Thomas Cook sagt alle Reisen ab 1. Januar 2020 ab

Thomas Cook sagt alle Reisen für das Jahr 2020 ab

Einen Restfunken Hoffnung hatten Kunden von Thomas Cook nach der Pleite noch, dass ihre Reisen im nächsten Jahr stattfinden könnten. Nun der Hammer: Alle Reisen ab Januar 2020 sind gestrichen – auch wenn sie bezahlt sind.

Für gebuchte Thomas-Cook-Reisen ab Januar gibt es keine Hoffnung mehr, sie werden nicht stattfinden. (Symbolfoto)
Für gebuchte Thomas-Cook-Reisen ab Januar gibt es keine Hoffnung mehr, sie werden nicht stattfinden. (Symbolfoto)

Foto: imago images/ZUMA Press

Anfang Oktober hatte der Pleite-Konzern noch Hoffnung gemacht und mitgeteilt, ab dem Jahr 2020 trotz der Insolvenz wieder Reisen anbieten zu wollen. Doch nun der Hammer: Auch die Pauschalreisen der deutschen Thomas-Cook-Veranstalter mit Abreisedatum ab 1. Januar 2020 wurden gestrichen. Das gilt auch für Urlaube, die bereits komplett oder teilweise bezahlt wurden. Bisher galt der Reisestopp bis Ende Dezember 2019.
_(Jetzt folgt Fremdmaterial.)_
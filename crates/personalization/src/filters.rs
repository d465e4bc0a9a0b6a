//! Post-blend filters for recommendation lists.

use serde::{Deserialize, Serialize};
use shopper_core::types::Product;

/// Inclusive price bounds; `max` of `None` means open-ended (`"100+"`).
#[derive(Debug, Clone, Copy, PartialEq, Serialize, Deserialize)]
pub struct PriceRange {
    pub min: f64,
    pub max: Option<f64>,
}

impl PriceRange {
    /// Accepts `"a-b"` and `"a+"`. Anything else yields `None`, which
    /// callers treat as "no price filter".
    pub fn parse(raw: &str) -> Option<Self> {
        let raw = raw.trim();
        if let Some(min) = raw.strip_suffix('+') {
            let min = min.trim().parse::<f64>().ok()?;
            return Some(Self { min, max: None });
        }
        let (lo, hi) = raw.split_once('-')?;
        let min = lo.trim().parse::<f64>().ok()?;
        let max = hi.trim().parse::<f64>().ok()?;
        Some(Self {
            min,
            max: Some(max),
        })
    }

    pub fn contains(&self, price: f64) -> bool {
        price >= self.min && self.max.map_or(true, |max| price <= max)
    }
}

/// Category and price constraints applied after blending.
#[derive(Debug, Clone, Default, PartialEq)]
pub struct ProductFilter {
    pub category: Option<String>,
    pub price_range: Option<PriceRange>,
}

impl ProductFilter {
    pub fn new(category: Option<&str>, price_range: Option<&str>) -> Self {
        Self {
            category: category.map(str::to_string),
            price_range: price_range.and_then(PriceRange::parse),
        }
    }

    pub fn is_empty(&self) -> bool {
        self.category.is_none() && self.price_range.is_none()
    }

    /// Products without a price history never pass a price filter.
    pub fn accepts(&self, product: &Product) -> bool {
        if let Some(category) = &self.category {
            if product.category != *category {
                return false;
            }
        }
        match (&self.price_range, product.current_price()) {
            (Some(range), Some(price)) => range.contains(price),
            (Some(_), None) => false,
            (None, _) => true,
        }
    }
}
Insolvenz-Hammer: Keine Thomas-Cook-Reisen ab Januar 2020

Der Konzern beruft sich auf „insolvenzrechtlichen Gründe“. Die betroffenen Reisenden sollen so schnell wie möglich von den Veranstaltern informiert werden, das teilte Thomas Cook am Dienstagmorgen mit.

Die Absage trifft mindestens 660.000 Kunden, die früheren Informationen zufolge bis September 2020 eine Pauschalreise gebucht hatten.

Auch alle Reisen mit Neckermann und Öger Tours sind abgesagt

Betroffen sind auch die Veranstaltermarken Thomas Cook Signature, Thomas Cook Signature Finest Selection, Neckermann Reisen, Öger Tours, Bucher Reisen und Air Marin – sowie Leistungen, die über die Schweizer Gesellschaft Thomas Cook International (TCI) gebucht wurden.

„Es tut uns unendlich leid, dass wir nun auch unseren Kunden mit Abreise im neuen Jahr endgültig diese Nachricht überbringen müssen“, erklärt Stefanie Berk, Vorsitzende der Geschäftsführung der Thomas Cook GmbH. 

Reisen von Drittveranstaltern, die über die Websites neckermann-reisen.de und urlaub.de oder in den Thomas-Cook-Reisebüros gebucht wurden, seien von den Absagen nicht betroffen.

Thomas Cook: Urlauber bleiben auf Kosten sitzen

Betroffene Reisenden mit Sicherungsschein können ihre Ansprüche bei dem von der Niederlassung der Zurich Insurance plc für Deutschland beauftragten Dienstleister Kaera anmelden – oder ihr Glück bei anderen deutschen Reiseveranstaltern probieren. Unter anderem Tui, FTI und iTravel locken mit Sonderkonditionen für Neubuchungen.

Von der Insolvenz betroffene Reisende sollen ab Dezember entschädigt werden. Darauf, den bezahlten Reisepreis voll zurückzubekommen, können sie jedoch nicht hoffen.

Kaera hatte mitgeteilt, dass die Gesamtsumme des Haftungsmaximalbeitrages von 110 Millionen Euro „bei Weitem nicht ausreichen wird“. Zuletzt hatte die zuständige Zurich-Versicherung mitgeteilt, dass der bisher registrierte Schaden bei 250 Millionen Euro liege.